#### [The problem]
In the records that follow, locate every line with "resolved" and extract it.

#### [Information provided]
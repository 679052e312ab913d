//! Kind to filename-type mapping.
//!
//! Fragment file names may encode the kind of the resource they declare
//! (`web-svc.yml` is a Service named `web`), and individual output files are
//! named `<name>-<suffix>.<ext>`. Both directions go through the
//! [`KindFilenameMapper`] built here once per invocation. User supplied
//! [`MappingConfig`] entries replace the built-in entry for their kind.

use std::collections::HashMap;

use serde::{Deserialize, Serialize};

use crate::error::{Error, Result};

/// Built-in kind to filename types table. The last filename type of a kind
/// is the suffix used for individual output files.
const DEFAULT_MAPPINGS: &[(&str, &[&str])] = &[
    ("BuildConfig", &["bc", "buildconfig"]),
    ("ClusterRole", &["cr", "crole", "clusterrole"]),
    ("ConfigMap", &["cm", "configmap"]),
    ("ClusterRoleBinding", &["crb", "clusterrb", "clusterrolebinding"]),
    ("CronJob", &["cj", "cronjob"]),
    ("CustomResourceDefinition", &["crd", "customresourcedefinition"]),
    ("DaemonSet", &["ds", "daemonset"]),
    ("Deployment", &["deployment"]),
    ("DeploymentConfig", &["dc", "deploymentconfig"]),
    ("ImageStream", &["is", "imagestream"]),
    ("ImageStreamTag", &["istag", "imagestreamtag"]),
    ("Ingress", &["ingress"]),
    ("Job", &["job"]),
    ("LimitRange", &["lr", "limitrange"]),
    ("Namespace", &["ns", "namespace"]),
    ("OAuthClient", &["oauthclient"]),
    ("PersistentVolume", &["pv", "persistentvolume"]),
    ("PersistentVolumeClaim", &["pvc", "persistentvolumeclaim"]),
    ("Pod", &["pd", "pod"]),
    ("Project", &["project"]),
    ("ProjectRequest", &["pr", "projectrequest"]),
    ("ReplicaSet", &["rs", "replicaset"]),
    ("ReplicationController", &["rc", "replicationcontroller"]),
    ("ResourceQuota", &["rq", "resourcequota"]),
    ("Role", &["role"]),
    ("RoleBinding", &["rb", "rolebinding"]),
    ("Route", &["route"]),
    ("Secret", &["secret"]),
    ("Service", &["svc", "service"]),
    ("ServiceAccount", &["sa", "serviceaccount"]),
    ("StatefulSet", &["statefulset"]),
    ("Template", &["template"]),
];

/// A user declared mapping from a kind to its filename types.
///
/// `filename-types` is a comma separated list, e.g. `"cm, configmap"`.
#[derive(Debug, Clone, Serialize, Deserialize, PartialEq)]
#[serde(rename_all = "kebab-case")]
pub struct MappingConfig {
    pub kind: String,
    pub filename_types: String,
}

impl MappingConfig {
    /// Filename types as a list, blanks removed.
    pub fn filenames(&self) -> Vec<String> {
        self.filename_types
            .split(',')
            .map(str::trim)
            .filter(|s| !s.is_empty())
            .map(str::to_string)
            .collect()
    }

    pub fn is_valid(&self) -> bool {
        !self.kind.trim().is_empty() && !self.filenames().is_empty()
    }
}

/// Resolves kinds to filename suffixes and filename types back to kinds.
#[derive(Debug, Clone)]
pub struct KindFilenameMapper {
    kind_to_types: HashMap<String, Vec<String>>,
    type_to_kind: HashMap<String, String>,
}

impl Default for KindFilenameMapper {
    fn default() -> Self {
        let mut mapper = Self {
            kind_to_types: HashMap::new(),
            type_to_kind: HashMap::new(),
        };
        for (kind, types) in DEFAULT_MAPPINGS {
            mapper.put(kind, types.iter().map(|t| t.to_string()).collect());
        }
        mapper
    }
}

impl KindFilenameMapper {
    /// Built-in table with the given overrides applied in order.
    ///
    /// An entry with a blank kind or no filename types is rejected.
    pub fn with_mappings(mappings: &[MappingConfig]) -> Result<Self> {
        let mut mapper = Self::default();
        for mapping in mappings {
            if !mapping.is_valid() {
                return Err(Error::Configuration {
                    message: format!(
                        "Invalid mapping for Kind '{}' and Filename Types '{}'",
                        mapping.kind, mapping.filename_types
                    ),
                    hint: Some(
                        "Each mapping needs a kind and a comma separated list of filename types"
                            .to_string(),
                    ),
                });
            }
            mapper.put(mapping.kind.trim(), mapping.filenames());
        }
        Ok(mapper)
    }

    fn put(&mut self, kind: &str, types: Vec<String>) {
        self.type_to_kind.retain(|_, k| k.as_str() != kind);
        for filename_type in &types {
            self.type_to_kind
                .insert(filename_type.to_lowercase(), kind.to_string());
        }
        self.kind_to_types.insert(kind.to_string(), types);
    }

    /// Kind declared by a filename type, e.g. `svc` → `Service`.
    pub fn kind_for_filename_type(&self, filename_type: &str) -> Option<&str> {
        self.type_to_kind
            .get(&filename_type.to_lowercase())
            .map(String::as_str)
    }

    /// Suffix used in individual output file names for `kind`.
    pub fn suffix_for_kind(&self, kind: &str) -> String {
        self.kind_to_types
            .get(kind)
            .or_else(|| {
                self.kind_to_types
                    .iter()
                    .find(|(k, _)| k.eq_ignore_ascii_case(kind))
                    .map(|(_, v)| v)
            })
            .and_then(|types| types.last())
            .cloned()
            .unwrap_or_else(|| kind.to_lowercase())
    }

    /// `<name>-<suffix>` for an item.
    pub fn name_with_suffix(&self, name: &str, kind: &str) -> String {
        format!("{}-{}", name, self.suffix_for_kind(kind))
    }
}
//! # Profiles
//!
//! A profile is a named bundle of enricher and generator configuration. It is
//! used in two places:
//!
//! - the configured `profile` is blended under the explicit `enricher` and
//!   `generator` configuration of the main pass
//!   ([`blend_profile_with_configuration`]);
//! - every subdirectory of the resource directory names the profile its
//!   fragments are processed with.
//!
//! Profiles are looked up through a [`ProfileResolver`], which asks its
//! sources in a fixed order: the `profiles.yml` of each search root, then the
//! profiles compiled into the binary. The first source knowing a name wins.
//! Resolution reads only the search roots it was given.

use std::fs;
use std::path::{Path, PathBuf};

use serde::{Deserialize, Serialize};

use crate::config::ProcessorConfig;
use crate::defaults::PROFILE_FILE_NAMES;
use crate::error::{Error, Result};

const BUILTIN_PROFILES: &str = include_str!("builtin-profiles.yml");

/// A named bundle of processor configuration.
#[derive(Debug, Clone, Default, Serialize, Deserialize, PartialEq)]
pub struct Profile {
    pub name: String,
    /// Among profiles of the same name in one file, the highest order wins.
    #[serde(default)]
    pub order: i32,
    #[serde(default)]
    pub enricher: Option<ProcessorConfig>,
    #[serde(default)]
    pub generator: Option<ProcessorConfig>,
}

/// Which processor group a configuration is meant for.
#[derive(Debug, Clone, Copy, PartialEq, Eq)]
pub enum ProcessorKind {
    Enricher,
    Generator,
}

impl Profile {
    pub fn processor_config(&self, kind: ProcessorKind) -> Option<&ProcessorConfig> {
        match kind {
            ProcessorKind::Enricher => self.enricher.as_ref(),
            ProcessorKind::Generator => self.generator.as_ref(),
        }
    }

    /// Enricher configuration used when processing a profile directory.
    pub fn enricher_config(&self) -> ProcessorConfig {
        self.enricher.clone().unwrap_or_default()
    }
}

/// Parse a profile file. `origin` is only used in error messages.
pub fn read_profiles(content: &str, origin: &Path) -> Result<Vec<Profile>> {
    if content.trim().is_empty() {
        return Ok(Vec::new());
    }
    serde_yaml::from_str(content).map_err(|e| Error::Parse {
        file: origin.to_path_buf(),
        message: e.to_string(),
    })
}

fn select(profiles: Vec<Profile>, name: &str) -> Option<Profile> {
    profiles
        .into_iter()
        .filter(|p| p.name == name)
        .max_by_key(|p| p.order)
}

/// A place profiles are read from.
pub trait ProfileSource {
    /// Every profile this source declares.
    fn load(&self) -> Result<Vec<Profile>>;

    /// Human readable origin, e.g. a file path.
    fn describe(&self) -> String;
}

/// `profiles.yml` (or `profiles.yaml`) inside a directory.
pub struct DirectoryProfiles {
    dir: PathBuf,
}

impl DirectoryProfiles {
    pub fn new(dir: impl Into<PathBuf>) -> Self {
        Self { dir: dir.into() }
    }

    fn profile_file(&self) -> Option<PathBuf> {
        PROFILE_FILE_NAMES
            .iter()
            .map(|name| self.dir.join(name))
            .find(|path| path.is_file())
    }
}

impl ProfileSource for DirectoryProfiles {
    fn load(&self) -> Result<Vec<Profile>> {
        let Some(path) = self.profile_file() else {
            return Ok(Vec::new());
        };
        let content = fs::read_to_string(&path)?;
        read_profiles(&content, &path)
    }

    fn describe(&self) -> String {
        self.profile_file()
            .unwrap_or_else(|| self.dir.join(PROFILE_FILE_NAMES[0]))
            .display()
            .to_string()
    }
}

/// Profiles compiled into the binary.
pub struct EmbeddedProfiles;

impl ProfileSource for EmbeddedProfiles {
    fn load(&self) -> Result<Vec<Profile>> {
        read_profiles(BUILTIN_PROFILES, Path::new("<builtin>"))
    }

    fn describe(&self) -> String {
        "builtin".to_string()
    }
}

/// Looks up profiles in a fixed sequence of sources.
pub struct ProfileResolver {
    sources: Vec<Box<dyn ProfileSource>>,
}

impl ProfileResolver {
    /// Each search root in order, then the embedded profiles.
    pub fn new(search_roots: &[PathBuf]) -> Self {
        let mut sources: Vec<Box<dyn ProfileSource>> = search_roots
            .iter()
            .map(|root| Box::new(DirectoryProfiles::new(root)) as Box<dyn ProfileSource>)
            .collect();
        sources.push(Box::new(EmbeddedProfiles));
        Self { sources }
    }

    pub fn with_sources(sources: Vec<Box<dyn ProfileSource>>) -> Self {
        Self { sources }
    }

    /// The profile called `name` from the first source that declares it.
    pub fn find(&self, name: &str) -> Result<Option<Profile>> {
        for source in &self.sources {
            if let Some(profile) = select(source.load()?, name) {
                return Ok(Some(profile));
            }
        }
        Ok(None)
    }

    /// Every resolvable profile with the source it resolves from.
    pub fn list(&self) -> Result<Vec<(Profile, String)>> {
        let mut resolved: Vec<(Profile, String)> = Vec::new();
        for source in &self.sources {
            let profiles = source.load()?;
            let mut names: Vec<String> = profiles.iter().map(|p| p.name.clone()).collect();
            names.dedup();
            for name in names {
                if resolved.iter().any(|(p, _)| p.name == name) {
                    continue;
                }
                if let Some(profile) = select(profiles.clone(), &name) {
                    resolved.push((profile, source.describe()));
                }
            }
        }
        Ok(resolved)
    }

    fn known_names(&self) -> Vec<String> {
        self.list()
            .map(|profiles| profiles.into_iter().map(|(p, _)| p.name).collect())
            .unwrap_or_default()
    }
}

/// Profile `name` searched in `search_roots`, then among the embedded profiles.
pub fn find_profile(name: &str, search_roots: &[PathBuf]) -> Result<Option<Profile>> {
    ProfileResolver::new(search_roots).find(name)
}

/// Layer `explicit` over the `kind` configuration of profile `profile_name`.
///
/// Without a profile name `explicit` is returned as is. An unknown profile is
/// a configuration error.
pub fn blend_profile_with_configuration(
    kind: ProcessorKind,
    profile_name: Option<&str>,
    resolver: &ProfileResolver,
    explicit: Option<&ProcessorConfig>,
) -> Result<ProcessorConfig> {
    let Some(profile_name) = profile_name else {
        return Ok(explicit.cloned().unwrap_or_default());
    };
    let profile = resolver.find(profile_name)?.ok_or_else(|| Error::Configuration {
        message: format!("No profile '{}' defined", profile_name),
        hint: Some(format!(
            "Known profiles: {}",
            resolver.known_names().join(", ")
        )),
    })?;
    Ok(ProcessorConfig::merge(
        explicit,
        profile.processor_config(kind),
    ))
}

#### [Written reply]
        let mut resolved: Vec<(Profile, String)> = Vec::new();
                if resolved.iter().any(|(p, _)| p.name == name) {
                    resolved.push((profile, source.describe()));
        Ok(resolved)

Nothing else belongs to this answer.